I was, by this time, beginning to be very nervous, wondering what in the world to do with four loaves of unusable bread. I took one loaf apart and began to roll some of the middle portion between my two palms, when suddenly I looked at it and was surprised to discover I had a ball that closely resembled rubber, except this smelled a little better.

I tested it by throwing it on the floor and was amazed when it actually bounced three feet.

At last, I thought, I’ve found something to use it for. I proceeded to sew a cloth cover for the ball, invited the neighbor kids to play ball. We played catch, used a bat, had fun for an hour until we tired of the game. I then gave the ball to our dog who took one sniff, gave me a sorrowful look, then walked away leaving the ball for the neighbor’s dog. This dog, taking no chances, promptly dug a hole and buried it.

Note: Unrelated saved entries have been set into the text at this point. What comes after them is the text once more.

// =============================================================================
// Application Error
// =============================================================================

#[derive(Debug, Error)]
pub enum VerigenError {
    // -------------------------------------------------------------------------
    // System Errors (auto From impl)
    // -------------------------------------------------------------------------
    #[error("IO error: {0}")]
    Io(#[from] std::io::Error),

    #[error("Database error: {0}")]
    Database(#[from] rusqlite::Error),

    #[error("JSON error: {0}")]
    Json(#[from] serde_json::Error),

    #[error("YAML error: {0}")]
    Yaml(#[from] serde_yaml::Error),

    // -------------------------------------------------------------------------
    // Completion Engine Errors
    // -------------------------------------------------------------------------
    #[error("LLM error: {0}")]
    Llm(LlmError),

    #[error("LLM API error: {0}")]
    LlmApi(String),

    #[error("Timeout after {duration:?}: {operation}")]
    Timeout {
        operation: String,
        duration: Duration,
    },

    // -------------------------------------------------------------------------
    // Sandbox Errors
    // -------------------------------------------------------------------------
    #[error("Sandbox timeout after {duration:?} running '{tool}'")]
    SandboxTimeout { tool: String, duration: Duration },

    #[error("Sandbox execution of '{tool}' failed: {message}")]
    SandboxExecutionFailed { tool: String, message: String },

    #[error("Unknown tool: {0}")]
    UnknownTool(String),

    #[error("Invalid file path '{path}': {reason}")]
    InvalidPath { path: String, reason: String },

    #[error("Cancelled")]
    Cancelled,

    // -------------------------------------------------------------------------
    // Plugin Errors
    // -------------------------------------------------------------------------
    #[error("Plugin manifest invalid ({path}): {message}")]
    PluginValidation { path: String, message: String },

    #[error("Plugin install from {source_url} failed: {reason}")]
    PluginInstallFailed { source_url: String, reason: String },

    #[error("Plugin not found: {0}")]
    PluginNotFound(String),

    // -------------------------------------------------------------------------
    // Run Errors
    // -------------------------------------------------------------------------
    #[error("Run failed in stage {stage}: {message}")]
    UnhandledRun { stage: String, message: String },

    #[error("Run not found: {0}")]
    RunNotFound(String),

    #[error("Config error: {0}")]
    Config(String),

    #[error("Storage error: {0}")]
    Storage(String),
}

impl From<LlmError> for VerigenError {
    fn from(err: LlmError) -> Self {
        VerigenError::Llm(err)
    }
}

pub type Result<T> = std::result::Result<T, VerigenError>;

// =============================================================================
// Helper Functions
// =============================================================================

impl VerigenError {
    /// Create a timeout error
    pub fn timeout(operation: impl Into<String>, duration: Duration) -> Self {
        Self::Timeout {
            operation: operation.into(),
            duration,
        }
    }

    /// Create an LLM error with category
    pub fn llm_with_category(category: ErrorCategory, message: impl Into<String>) -> Self {
        Self::Llm(LlmError::new(category, message))
    }

    pub fn sandbox_failed(tool: impl Into<String>, message: impl Into<String>) -> Self {
        Self::SandboxExecutionFailed {
            tool: tool.into(),
            message: message.into(),
        }
    }

    pub fn plugin_validation(path: impl Into<String>, message: impl Into<String>) -> Self {
        Self::PluginValidation {
            path: path.into(),
            message: message.into(),
        }
    }

    pub fn install_failed(source_url: impl Into<String>, reason: impl Into<String>) -> Self {
        Self::PluginInstallFailed {
            source_url: source_url.into(),
            reason: reason.into(),
        }
    }

    /// Whether the error came from the sandbox and should become a failing
    /// verification result rather than abort a run
    pub fn is_sandbox_failure(&self) -> bool {
        matches!(
            self,
            Self::SandboxTimeout { .. }
                | Self::SandboxExecutionFailed { .. }
                | Self::InvalidPath { .. }
                | Self::Io(_)
        )
    }
}

/// Context extension trait for adding context to errors
pub trait ResultExt<T> {
    /// Add context to an error
    fn with_context<C: Into<String>>(self, context: C) -> Result<T>;

    /// Add context using a closure (lazy evaluation)
    fn with_context_fn<F, C>(self, f: F) -> Result<T>
    where
        F: FnOnce() -> C,
        C: Into<String>;
}

impl<T, E: std::error::Error + Send + Sync + 'static> ResultExt<T> for std::result::Result<T, E> {
    fn with_context<C: Into<String>>(self, context: C) -> Result<T> {
        self.map_err(|e| VerigenError::Storage(format!("{}: {}", context.into(), e)))
    }

    fn with_context_fn<F, C>(self, f: F) -> Result<T>
    where
        F: FnOnce() -> C,
        C: Into<String>,
    {
        self.map_err(|e| VerigenError::Storage(format!("{}: {}", f().into(), e)))
    }
}

// =============================================================================
// Tests
// =============================================================================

The thing that really bothers me is this: When this ball petrifies, and future archeologists unearth it, I’d just love to be there, in hiding of course, to get their version of what this object really is.

This is another article submitted to the Idaho Statesman by my Mom, Elsie Gillihan. She used to tell this story to us.

source: Kristy Gillihan Scaraglino

Many thanks to Kristy Gillihan Scaraglino for sharing family history and photos for this story.